Angela was considered too dangerous to others and herself for a non-secure, face-to-face meeting. A guard escorted her to the chair behind the Plexiglas partition. She was a mess with a black eye and a split lip. Her mother gagged and hurried out for the bathroom. Angela eyed me. “So sweet of you to visit, Jameson.” She was definitely medicated, spacey eyes. All the face jewelry was gone, of course. The pinhole by her lip was infected. She was pale. “The other girls aren’t really feeling me,” she said.

“Especially when you’re around anything liquid, right?” Her jumper was an oddly cheerful color, bright teal. “Why’d you follow us to my apartment house that day?” I said. “What, you just couldn’t resist?”

“I was bombed.”

“Driving drunk. Nice. Lucky you weren’t killed.”

She laughed. I’d never seen her laugh before. “Yeah, lucky me.”

The room was freezing, but Angela’s sleeves were rolled up. Her arms were a mess, lots of scars, cigarette burns. One of them was elaborate, a pentangle. She caught me looking at it. “Pretty, right?”

“The test run?” I said, referring to that very first email she sent Mrs. Marks.

She turned her forearm out so we both could see the burn better. “I think it looks righteous. Should have seen when I did it, the tiny little bubbles. I swear, I was salivating. Like it was juicy, you know what I mean?”

“No, I don’t, Angela. So that thing about Nicole giving you her jeans. You made it up.”

“No, it was true.”

“Then how could you burn her after she was so nice to you?”

“Because she was so nice to me.” She picked at the pentangle scar. “You don’t think it looks cool?”

“Why are you protecting him?”

She rolled down her sleeves. “Have no idea what you’re talking about.”

“Angela, did you ever ask yourself, Why me?”

“Are you kidding? Since I’m like three years old.”

“No, I mean why this nutcase picked you to do the job. He must have known you hated Nicole, right? The only dude that comes to mind there is Dave Bendix. I know about you two, okay? I have video.”

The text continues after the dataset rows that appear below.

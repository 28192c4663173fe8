use auxwire_frame::{FrameReader, FrameWriter};
use auxwire_transport::{AuxStream, Endpoint};
use tracing::info;

use crate::error::{Result, SessionError};
use crate::session::{Session, SessionConfig, SessionReceiver, SessionSender};

/// A blocking session over a controller link.
pub type StreamSession = Session<AuxStream, AuxStream>;

/// Connect to a controller endpoint.
pub fn connect(endpoint: &Endpoint) -> Result<StreamSession> {
    connect_with_config(endpoint, &SessionConfig::default())
}

/// Connect with explicit configuration.
pub fn connect_with_config(endpoint: &Endpoint, config: &SessionConfig) -> Result<StreamSession> {
    let stream = endpoint.open()?;
    info!(peer = %stream.peer_label(), "session connected");
    StreamSession::from_stream(stream, config)
}

impl Session<AuxStream, AuxStream> {
    /// Build a session over an open link.
    ///
    /// The stream is cloned so each direction owns an independent handle;
    /// a receiver blocked in `read` never stalls the sender.
    pub fn from_stream(stream: AuxStream, config: &SessionConfig) -> Result<Self> {
        let reader_stream = stream.try_clone()?;

        let reader = FrameReader::with_config_stream(reader_stream, config.frame.clone())
            .map_err(SessionError::from_read)?;
        let writer = FrameWriter::with_config_stream(stream, config.frame.clone())
            .map_err(|err| SessionError::from_write(0, err))?;

        Ok(Self::from_parts(
            SessionReceiver::from_reader(reader),
            SessionSender::from_writer(writer),
        ))
    }

    /// Handle that closes the link from any thread.
    pub fn shutdown_handle(&self) -> Result<ShutdownHandle> {
        ShutdownHandle::new(self.sender().get_ref())
    }
}

impl SessionSender<AuxStream> {
    pub fn shutdown_handle(&self) -> Result<ShutdownHandle> {
        ShutdownHandle::new(self.get_ref())
    }
}

impl SessionReceiver<AuxStream> {
    pub fn shutdown_handle(&self) -> Result<ShutdownHandle> {
        ShutdownHandle::new(self.get_ref())
    }
}

/// Closes a session's link in both directions.
///
/// A receiver blocked in `receive` wakes up with end of stream; later sends
/// fail. Works for TCP and serial links alike.
#[derive(Debug)]
pub struct ShutdownHandle {
    stream: AuxStream,
}

impl ShutdownHandle {
    fn new(stream: &AuxStream) -> Result<Self> {
        Ok(Self {
            stream: stream.try_clone()?,
        })
    }

    pub fn shutdown(&self) -> Result<()> {
        info!(peer = %self.stream.peer_label(), "session shutdown requested");
        self.stream.shutdown()?;
        Ok(())
    }

    pub fn peer_label(&self) -> String {
        self.stream.peer_label()
    }
}
use std::path::PathBuf;

/// Errors that can occur while establishing or driving a transport.
#[derive(Debug, thiserror::Error)]
pub enum TransportError {
    /// Failed to bind a listening socket.
    #[error("failed to bind to {addr}: {source}")]
    Bind {
        addr: String,
        source: std::io::Error,
    },

    /// Failed to connect to the controller.
    #[error("failed to connect to {addr}: {source}")]
    Connect {
        addr: String,
        source: std::io::Error,
    },

    /// Failed to open a serial device node.
    #[error("failed to open serial device {path}: {source}")]
    Open {
        path: PathBuf,
        source: std::io::Error,
    },

    /// Failed to accept an incoming connection.
    #[error("failed to accept connection: {0}")]
    Accept(std::io::Error),

    /// An I/O error occurred on the transport stream.
    #[error("transport I/O error: {0}")]
    Io(#[from] std::io::Error),

    /// The endpoint string could not be understood.
    #[error("invalid endpoint {input:?}: {reason}")]
    InvalidEndpoint { input: String, reason: &'static str },
}

pub type Result<T> = std::result::Result<T, TransportError>;
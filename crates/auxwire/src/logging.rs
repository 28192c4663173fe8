use clap::ValueEnum;
use tracing::level_filters::LevelFilter;

#[derive(Copy, Clone, Debug, ValueEnum)]
pub enum LogFormat {
    Text,
    Json,
}

#[derive(Copy, Clone, Debug, PartialEq, Eq, ValueEnum)]
pub enum LogLevel {
    Off,
    Error,
    Warn,
    Info,
    Debug,
    Trace,
}

impl LogLevel {
    pub fn as_filter(self) -> LevelFilter {
        match self {
            LogLevel::Off => LevelFilter::OFF,
            LogLevel::Error => LevelFilter::ERROR,
            LogLevel::Warn => LevelFilter::WARN,
            LogLevel::Info => LevelFilter::INFO,
            LogLevel::Debug => LevelFilter::DEBUG,
            LogLevel::Trace => LevelFilter::TRACE,
        }
    }
}

/// Install the stderr subscriber. Stdout stays reserved for telemetry.
pub fn init_logging(format: LogFormat, level: LogLevel) {
    let builder = tracing_subscriber::fmt()
        .with_writer(std::io::stderr)
        .with_max_level(level.as_filter())
        .with_ansi(false)
        .with_target(false);

    match format {
        LogFormat::Text => {
            let _ = builder.try_init();
        }
        LogFormat::Json => {
            let _ = builder.json().try_init();
        }
    }
}

#[cfg(test)]
mod tests {
    use super::*;

    #[test]
    fn levels_map_to_filters() {
        assert_eq!(LogLevel::Off.as_filter(), LevelFilter::OFF);
        assert_eq!(LogLevel::Warn.as_filter(), LevelFilter::WARN);
        assert_eq!(LogLevel::Trace.as_filter(), LevelFilter::TRACE);
    }
}
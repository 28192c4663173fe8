//! Serve a simulated controller on a local port.
//!
//! Run with:
//!   cargo run --example controller-sim -- 127.0.0.1:1338
//!
//! Then point the CLI at it:
//!   cargo run --features cli -- fan tcp://127.0.0.1:1338 --duty 0.4 --wait

use auxwire::session::SessionListener;
use auxwire::sim::SimulatedDevice;

fn main() -> Result<(), Box<dyn std::error::Error>> {
    let bind = std::env::args()
        .nth(1)
        .unwrap_or_else(|| "127.0.0.1:1338".to_string());

    let listener = SessionListener::bind(bind.as_str())?;
    eprintln!("Listening on {}", listener.local_addr());

    let mut device = SimulatedDevice::new();
    loop {
        let mut session = listener.accept()?;
        match device.serve(&mut session) {
            Ok(answered) => eprintln!(
                "Host disconnected after {answered} requests ({} total)",
                device.handled()
            ),
            Err(e) => eprintln!("Host dropped: {e}"),
        }
    }
}
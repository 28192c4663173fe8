//! Byte-stream transports for auxwire controller links.
//!
//! A controller is reached either over TCP (USB-ethernet gadget, bridge
//! boards) or through a serial device node (CDC-ACM). Both are exposed as an
//! [`AuxStream`] that implements `Read + Write` and can be cloned so that the
//! receive and send directions live on different threads.
//!
//! Connection setup stays deliberately thin: no retries, no baud-rate or TLS
//! configuration. Everything above this layer only sees bytes.

pub mod endpoint;
pub mod error;
pub mod serial;
pub mod stream;
pub mod tcp;

#[cfg(feature = "async")]
pub mod async_stream;

pub use endpoint::{Endpoint, DEFAULT_TCP_ADDR};
pub use error::{Result, TransportError};
pub use stream::AuxStream;
pub use tcp::TcpDeviceListener;

#[cfg(feature = "async")]
pub use async_stream::AsyncAuxStream;
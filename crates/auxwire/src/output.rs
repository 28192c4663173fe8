use std::io::IsTerminal;
use std::net::SocketAddr;
use std::time::{SystemTime, UNIX_EPOCH};

use auxwire_proto::{Response, ResponseBody};
use clap::ValueEnum;
use comfy_table::{presets::UTF8_FULL, ContentArrangement, Table};
use serde::Serialize;

#[derive(Clone, Debug, Copy, PartialEq, Eq, ValueEnum)]
pub enum OutputFormat {
    Json,
    Table,
    Pretty,
}

impl OutputFormat {
    pub fn default_for_stdout() -> Self {
        if std::io::stdout().is_terminal() {
            Self::Table
        } else {
            Self::Json
        }
    }
}

#[derive(Serialize)]
struct ResponseOutput<'a> {
    correlation_id: i32,
    device: &'static str,
    body: &'a ResponseBody,
    timestamp: String,
}

pub fn print_response(response: &Response, format: OutputFormat) {
    match format {
        OutputFormat::Json => {
            let out = ResponseOutput {
                correlation_id: response.correlation_id,
                device: response.body.device(),
                body: &response.body,
                timestamp: now_unix_seconds(),
            };
            println!(
                "{}",
                serde_json::to_string(&out).unwrap_or_else(|_| "{}".to_string())
            );
        }
        OutputFormat::Table => {
            let mut table = Table::new();
            table
                .load_preset(UTF8_FULL)
                .set_content_arrangement(ContentArrangement::Dynamic)
                .set_header(vec!["ID", "DEVICE", "READING"])
                .add_row(vec![
                    response.correlation_id.to_string(),
                    response.body.device().to_string(),
                    describe(&response.body),
                ]);
            println!("{table}");
        }
        OutputFormat::Pretty => {
            println!(
                "id={} device={} {}",
                response.correlation_id,
                response.body.device(),
                describe(&response.body)
            );
        }
    }
}

#[derive(Serialize)]
struct ListeningOutput {
    event: &'static str,
    addr: String,
}

pub fn print_listening(addr: SocketAddr, format: OutputFormat) {
    match format {
        OutputFormat::Json => {
            let out = ListeningOutput {
                event: "listening",
                addr: addr.to_string(),
            };
            println!(
                "{}",
                serde_json::to_string(&out).unwrap_or_else(|_| "{}".to_string())
            );
        }
        OutputFormat::Table | OutputFormat::Pretty => println!("listening on {addr}"),
    }
}

/// One-line human description of a response body.
pub fn describe(body: &ResponseBody) -> String {
    match body {
        ResponseBody::Fan(status) => format!(
            "duty {}/{} ({:.1}%), {} rpm",
            status.duty,
            u16::MAX,
            f64::from(status.duty) * 100.0 / f64::from(u16::MAX),
            status.rpm
        ),
        ResponseBody::Temp(reading) => {
            format!("{} °C, {} %RH", reading.degrees_c, reading.humidity)
        }
        ResponseBody::Light(status) => format!(
            "duty {:.2} ({:.1}%)",
            status.duty,
            f64::from(status.duty) * 100.0
        ),
        ResponseBody::Error(err) => format!("error: {}", err.message),
    }
}

fn now_unix_seconds() -> String {
    SystemTime::now()
        .duration_since(UNIX_EPOCH)
        .map(|d| d.as_secs().to_string())
        .unwrap_or_else(|_| "0".to_string())
}
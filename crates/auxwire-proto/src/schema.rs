use serde::{Deserialize, Serialize};

use crate::error::Result;
use crate::message::{from_payload, to_payload, Message};

/// Command sent from the host.
///
/// `correlation_id` is chosen by the host and echoed back unchanged in the
/// matching [`Response`].
#[derive(Serialize, Deserialize, Debug, Clone, PartialEq)]
pub struct Request {
    pub correlation_id: i32,
    pub body: RequestBody,
}

#[derive(Serialize, Deserialize, Debug, Clone, PartialEq)]
pub enum RequestBody {
    Fan(FanCommand),
    Temp(TempCommand),
    Light(LightCommand),
}

#[derive(Serialize, Deserialize, Debug, Clone, Copy, PartialEq, Eq)]
pub enum FanCommand {
    /// PWM duty, `0` off through `u16::MAX` full speed.
    Set { duty: u16 },
    Get,
}

#[derive(Serialize, Deserialize, Debug, Clone, Copy, PartialEq, Eq)]
pub enum TempCommand {
    Get,
}

#[derive(Serialize, Deserialize, Debug, Clone, Copy, PartialEq)]
pub enum LightCommand {
    /// Duty as a fraction in `[0, 1]`.
    Set { duty: f32 },
    Get,
}

/// Telemetry or reply sent by the controller.
#[derive(Serialize, Deserialize, Debug, Clone, PartialEq)]
pub struct Response {
    pub correlation_id: i32,
    pub body: ResponseBody,
}

#[derive(Serialize, Deserialize, Debug, Clone, PartialEq)]
pub enum ResponseBody {
    Fan(FanStatus),
    Temp(TempReading),
    Light(LightStatus),
    Error(DeviceError),
}

#[derive(Serialize, Deserialize, Debug, Clone, Copy, PartialEq, Eq)]
pub struct FanStatus {
    pub duty: u16,
    /// Tachometer reading in revolutions per minute.
    pub rpm: i32,
}

#[derive(Serialize, Deserialize, Debug, Clone, Copy, PartialEq, Eq)]
pub struct TempReading {
    pub degrees_c: i32,
    /// Relative humidity in percent.
    pub humidity: i32,
}

#[derive(Serialize, Deserialize, Debug, Clone, Copy, PartialEq)]
pub struct LightStatus {
    pub duty: f32,
}

/// Failure reported by the controller for a specific request.
#[derive(Serialize, Deserialize, Debug, Clone, PartialEq, Eq)]
pub struct DeviceError {
    pub message: String,
}

impl Message for Request {
    const KIND: &'static str = "request";

    fn serialize(&self) -> Result<Vec<u8>> {
        to_payload(Self::KIND, self)
    }

    fn parse(bytes: &[u8]) -> Result<Self> {
        from_payload(Self::KIND, bytes)
    }
}

impl Message for Response {
    const KIND: &'static str = "response";

    fn serialize(&self) -> Result<Vec<u8>> {
        to_payload(Self::KIND, self)
    }

    fn parse(bytes: &[u8]) -> Result<Self> {
        from_payload(Self::KIND, bytes)
    }
}

impl Request {
    pub fn new(correlation_id: i32, body: RequestBody) -> Self {
        Self {
            correlation_id,
            body,
        }
    }
}

impl Response {
    pub fn new(correlation_id: i32, body: ResponseBody) -> Self {
        Self {
            correlation_id,
            body,
        }
    }

    /// Whether the controller reported a failure.
    pub fn is_error(&self) -> bool {
        matches!(self.body, ResponseBody::Error(_))
    }
}

impl RequestBody {
    /// Device addressed by this command.
    pub fn device(&self) -> &'static str {
        match self {
            Self::Fan(_) => "fan",
            Self::Temp(_) => "temp",
            Self::Light(_) => "light",
        }
    }
}

impl ResponseBody {
    /// Device this response describes, or `"error"`.
    pub fn device(&self) -> &'static str {
        match self {
            Self::Fan(_) => "fan",
            Self::Temp(_) => "temp",
            Self::Light(_) => "light",
            Self::Error(_) => "error",
        }
    }
}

“No you don’t, Spaceman. You have Dave Bendix at a wrestling match I happened to be at. You have me cheering him on, like the three hundred other people in that gym. You have shit. Look, my lawyer tells me that in like a week the shrinks will have gotten together and deemed me nuts, and I’ll be whisked to a psych center for four years. I’ll be drawing pictures and watching movies all day and getting all these great meds. After that, three years probation, self check-in parole. I’m not saying anything about anybody else who may or may not have been involved.”

“But Dave can’t touch you now. It’s done. You’re not going to get any more time added to your sentence for turning him in.”

She smiled and shook her head. “You just don’t get it. You don’t get any of this. You’re perfectly incapable of understanding.”

“You don’t want to see the dude who put you up to this fry?”

“I would love to see him fry-are you kidding? But it wasn’t Dave. Trust me.”

“Trust you? Are you kidding? Then who did it? Who paid you to burn Nicole?”

“I. Don’t. Know. Like I told Barrone. I wish I knew. She offered to get the DA to halve my sentence if I could ID the contract issuer. Why are you winking at me?”

“I’m not. My eye twitches when I haven’t slept in three days. How could you not know who made you burn her?”

“I got a letter, maybe three months ago, no return address. Letter says, basically, ‘Nicole Castro needs to burn.’ Letter says how it might happen, maybe somebody should throw battery acid into her face. If I do the job, I get a hundred grand, enough to get the hell out of here, maybe go to France, where people are cool and leave you alone, start a new life, go to art school or some shit, you know? Of course I’m like, this is too good to be true.